[Stored items]
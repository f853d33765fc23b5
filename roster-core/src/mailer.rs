//! Signup notification port.
//!
//! Delivery is a collaborator concern: registration only requires that a
//! welcome notification is dispatched fire-and-forget, never that it
//! succeeds. The default implementation logs instead of sending.

use async_trait::async_trait;

/// Outbound account notifications.
#[async_trait]
pub trait Mailer: Send + Sync {
    async fn send_welcome(&self, email: &str, name: &str) -> anyhow::Result<()>;
}

/// Mailer that records the notification in the log stream. Used in tests
/// and in deployments without an outbound mail relay.
#[derive(Debug, Default)]
pub struct LogMailer;

#[async_trait]
impl Mailer for LogMailer {
    async fn send_welcome(&self, email: &str, name: &str) -> anyhow::Result<()> {
        tracing::info!(%email, %name, "welcome notification dispatched");
        Ok(())
    }
}
//! Process configuration.
//!
//! Flags and environment variables via clap, with `.env` loading handled
//! by the binary entry point. The token secret has no default: refusing
//! to start beats silently signing with a well-known key.

use std::net::SocketAddr;

use anyhow::{Context, bail};
use clap::Parser;

#[derive(Debug, Parser)]
#[command(name = "roster-server", about = "User account service")]
pub struct Cli {
    /// Address to listen on
    #[arg(long, env = "ROSTER_BIND", default_value = "127.0.0.1:3000")]
    pub bind: String,

    /// Secret used to sign session tokens
    #[arg(long, env = "ROSTER_TOKEN_SECRET", hide_env_values = true)]
    pub token_secret: Option<String>,

    /// Postgres connection URL; omit to run on the in-memory store
    #[arg(long, env = "DATABASE_URL", hide_env_values = true)]
    pub database_url: Option<String>,
}

#[derive(Debug, Clone)]
pub struct Config {
    pub bind: SocketAddr,
    pub token_secret: String,
    pub database_url: Option<String>,
}

impl Config {
    pub fn from_cli(cli: Cli) -> anyhow::Result<Self> {
        let bind: SocketAddr = cli
            .bind
            .parse()
            .with_context(|| format!("invalid bind address {:?}", cli.bind))?;

        let Some(token_secret) = cli.token_secret else {
            bail!("ROSTER_TOKEN_SECRET must be set");
        };
        if token_secret.len() < 16 {
            bail!("ROSTER_TOKEN_SECRET must be at least 16 bytes");
        }

        Ok(Self {
            bind,
            token_secret,
            database_url: cli.database_url,
        })
    }
}
//! The user store port.
//!
//! The service treats persistence as an external durable record store
//! keyed by account id, with email uniqueness enforced at the store.
//! Write-time validation (email format, password strength, non-negative
//! age) lives on this side of the port so every backend enforces the
//! same rules.
//!
//! Read-modify-write sequences composed from [`UserStore::get`] and
//! [`UserStore::save`] (token issue, logout, avatar writes) are not
//! atomic against concurrent requests for the same account. Concurrent
//! logout and token-issue can interleave; callers must not rely on
//! serializability here.

mod memory;
mod postgres;

pub use memory::MemoryStore;
pub use postgres::PostgresStore;

use async_trait::async_trait;
use uuid::Uuid;

use crate::error::StoreError;
use crate::user::{NewUser, User, UserUpdate};

/// Durable account storage.
#[async_trait]
pub trait UserStore: Send + Sync {
    /// Validate and persist a new account. The payload's password is
    /// hashed on the way in; plaintext is never stored. Fails with
    /// [`StoreError::EmailTaken`] when the email is already registered.
    async fn create(&self, new: NewUser) -> Result<User, StoreError>;

    async fn get(&self, id: Uuid) -> Result<Option<User>, StoreError>;

    /// Lookup by normalized (lowercase) email.
    async fn find_by_email(&self, email: &str) -> Result<Option<User>, StoreError>;

    /// Whole-record write. Used for session-set and avatar mutations,
    /// which carry no client-supplied fields to validate.
    async fn save(&self, user: &User) -> Result<(), StoreError>;

    /// Delete an account, returning the removed record when it existed.
    async fn delete(&self, id: Uuid) -> Result<Option<User>, StoreError>;

    /// Validated field update. Rejection is atomic: a payload failing
    /// validation or uniqueness leaves the record untouched. A present
    /// password is re-hashed by this write path.
    async fn apply_update(
        &self,
        id: Uuid,
        update: UserUpdate,
    ) -> Result<User, StoreError> {
        let mut user = self.get(id).await?.ok_or(StoreError::NotFound)?;

        if let Some(email) = update.normalized_email()
            && email != user.email
            && let Some(existing) = self.find_by_email(&email).await?
            && existing.id != id
        {
            return Err(StoreError::EmailTaken);
        }

        update.apply_to(&mut user)?;
        self.save(&user).await?;
        Ok(user)
    }
}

- **Exercise brief**:
Tell me how many lines in the entries contain the string "same", and give nothing besides that number.

- **The answer**:
2